(Items from a data source)

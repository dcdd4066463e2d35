pub mod migrations;

use rusqlite::Connection;
use std::path::Path;
use std::sync::{Arc, Mutex};

/// Type alias for the shared database connection.
/// rusqlite is synchronous — we wrap in Arc<Mutex> for thread safety
/// with tokio::task::spawn_blocking for DB operations.
pub type DbPool = Arc<Mutex<Connection>>;

/// Initialize the SQLite database: create data directory if needed,
/// open (or create) the database file, enable WAL mode, and run migrations.
pub fn init_db(data_dir: &str) -> Result<DbPool, Box<dyn std::error::Error>> {
    // Ensure data directory exists
    std::fs::create_dir_all(data_dir)?;

    let db_path = Path::new(data_dir).join("slateboard.db");
    let mut conn = Connection::open(&db_path)?;

    // Enable WAL mode for better concurrent read performance
    conn.pragma_update(None, "journal_mode", "WAL")?;
    conn.pragma_update(None, "foreign_keys", "ON")?;

    let migrations = migrations::migrations();
    migrations.to_latest(&mut conn)?;

    tracing::info!("Database initialized at {}", db_path.display());

    Ok(Arc::new(Mutex::new(conn)))
}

■ TRY IT ■
Copying begins at the line that holds "Initialize the SQLite" and ends at the last line of the data above, with both included and each line kept exactly.

■ ANSWER TO THIS PROBLEM ■
/// Initialize the SQLite database: create data directory if needed,
/// open (or create) the database file, enable WAL mode, and run migrations.
pub fn init_db(data_dir: &str) -> Result<DbPool, Box<dyn std::error::Error>> {
    // Ensure data directory exists
    std::fs::create_dir_all(data_dir)?;

    let db_path = Path::new(data_dir).join("slateboard.db");
    let mut conn = Connection::open(&db_path)?;

    // Enable WAL mode for better concurrent read performance
    conn.pragma_update(None, "journal_mode", "WAL")?;
    conn.pragma_update(None, "foreign_keys", "ON")?;

    let migrations = migrations::migrations();
    migrations.to_latest(&mut conn)?;

    tracing::info!("Database initialized at {}", db_path.display());

    Ok(Arc::new(Mutex::new(conn)))
}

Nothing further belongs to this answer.